How Australian inflation has changed over time
From the early 1990s through to 2020, Australia enjoyed a prolonged period of low and stable inflation averaging around 2.5% per year — broadly in line with the RBA target. The COVID-19 pandemic disrupted global supply chains and unleashed significant fiscal and monetary stimulus, contributing to a sharp inflationary surge that peaked at 7.8% in December 2022. Since then, inflation has eased back toward the target band, reaching approximately 3.2% trimmed mean by early 2025 — a meaningful improvement, though the cost-of-living impact from that spike has been permanent.
| Period | Avg. CPI | Key driver |
|---|---|---|
| 1980s | 8.4% | Oil shocks, wages growth |
| 1990s | 3.2% | Recession, inflation targeting adopted |
| 2000s | 3.0% | GST (2001 spike), mining boom |
| 2010s | 2.2% | Globalisation, weak wages growth |
| 2020–22 | 4.1% | COVID supply disruptions, stimulus |
| 2023 | 5.4% | Post-COVID energy, services |
| 2024 | 3.8% | Easing, housing/insurance sticky |
What CPI measures
The Consumer Price Index (CPI) is compiled by the Australian Bureau of Statistics (ABS) and released quarterly.
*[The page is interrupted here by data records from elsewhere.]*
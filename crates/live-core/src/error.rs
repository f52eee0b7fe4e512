use thiserror::Error;

use crate::platform::Platform;

#[derive(Debug, Clone, Error)]
pub enum AuthError {
    #[error("token exchange for {platform} failed after {attempts} attempts: {reason}")]
    ExchangeFailed {
        platform: Platform,
        attempts: u32,
        reason: String,
    },
    #[error("token endpoint rejected {platform} client credentials: HTTP {status}")]
    Rejected { platform: Platform, status: u16 },
    #[error("no client credentials configured for {platform}")]
    NotConfigured { platform: Platform },
}

#[derive(Debug, Error)]
pub enum PollError {
    #[error("HTTP {status} from {url}")]
    Http { url: String, status: u16 },
    #[error("network error calling {url}: {reason}")]
    Network { url: String, reason: String },
    #[error("request to {url} timed out")]
    Timeout { url: String },
    /// The platform rejected the bearer token on a data query (401).
    #[error("platform rejected credential")]
    AuthRejected,
    #[error(transparent)]
    Auth(#[from] AuthError),
}

impl PollError {
    pub fn from_reqwest(url: &str, e: reqwest::Error) -> Self {
        if e.is_timeout() {
            Self::Timeout {
                url: url.to_string(),
            }
        } else {
            Self::Network {
                url: url.to_string(),
                reason: e.to_string(),
            }
        }
    }

    /// True for failures that say nothing about a channel's actual status.
    pub fn is_transient(&self) -> bool {
        matches!(
            self,
            Self::Network { .. } | Self::Timeout { .. } | Self::Http { .. }
        )
    }

    pub fn status_code(&self) -> Option<u16> {
        match self {
            Self::Http { status, .. } => Some(*status),
            Self::AuthRejected => Some(401),
            _ => None,
        }
    }
}

#[derive(Debug, Clone, Error)]
pub enum NotifyError {
    #[error("HTTP {status} from {destination}")]
    Http { destination: String, status: u16 },
    #[error("request to {destination} failed: {reason}")]
    Network { destination: String, reason: String },
}
use axum::extract::State;
use axum::Json;
use serde::Serialize;

use live_core::PlatformStatus;

use crate::state::AppState;

#[derive(Serialize)]
pub struct StatusResponse {
    pub started_at: String,
    pub uptime_seconds: f64,
    pub rounds_total: u64,
    pub went_live_total: u64,
    pub went_offline_total: u64,
    pub delivery_failures_total: u64,
    pub platforms: Vec<PlatformStatus>,
}

pub async fn get_status(State(state): State<AppState>) -> Json<StatusResponse> {
    let uptime =
        (chrono::Utc::now() - state.started_at).num_milliseconds() as f64 / 1000.0;

    Json(StatusResponse {
        started_at: state.started_at.to_rfc3339(),
        uptime_seconds: uptime,
        rounds_total: state.board.rounds_total(),
        went_live_total: state.board.went_live_total(),
        went_offline_total: state.board.went_offline_total(),
        delivery_failures_total: state.board.delivery_failures_total(),
        platforms: state.board.platforms(),
    })
}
It measures the price change of a fixed basket of goods and services representative of typical household spending. The ABS also publishes two analytical series: the trimmed mean (excludes the most extreme 15% of price changes each quarter) and the weighted median — both are regarded by the RBA as better measures of underlying inflation than the volatile headline figure.
How inflation affects your savings and super
The real return on any investment is the nominal return minus the inflation rate. A savings account earning 4.5% p.a. when inflation is 3.5% delivers only 1% real growth in purchasing power. This is why leaving large sums in cash for extended periods — especially in high-inflation environments — erodes wealth in real terms. Superannuation invested in a growth option targeting 7–9% p.a. nominal aims to deliver 4–6% real returns over the long run, which is why staying invested in growth assets over a long horizon is typically recommended for super balances.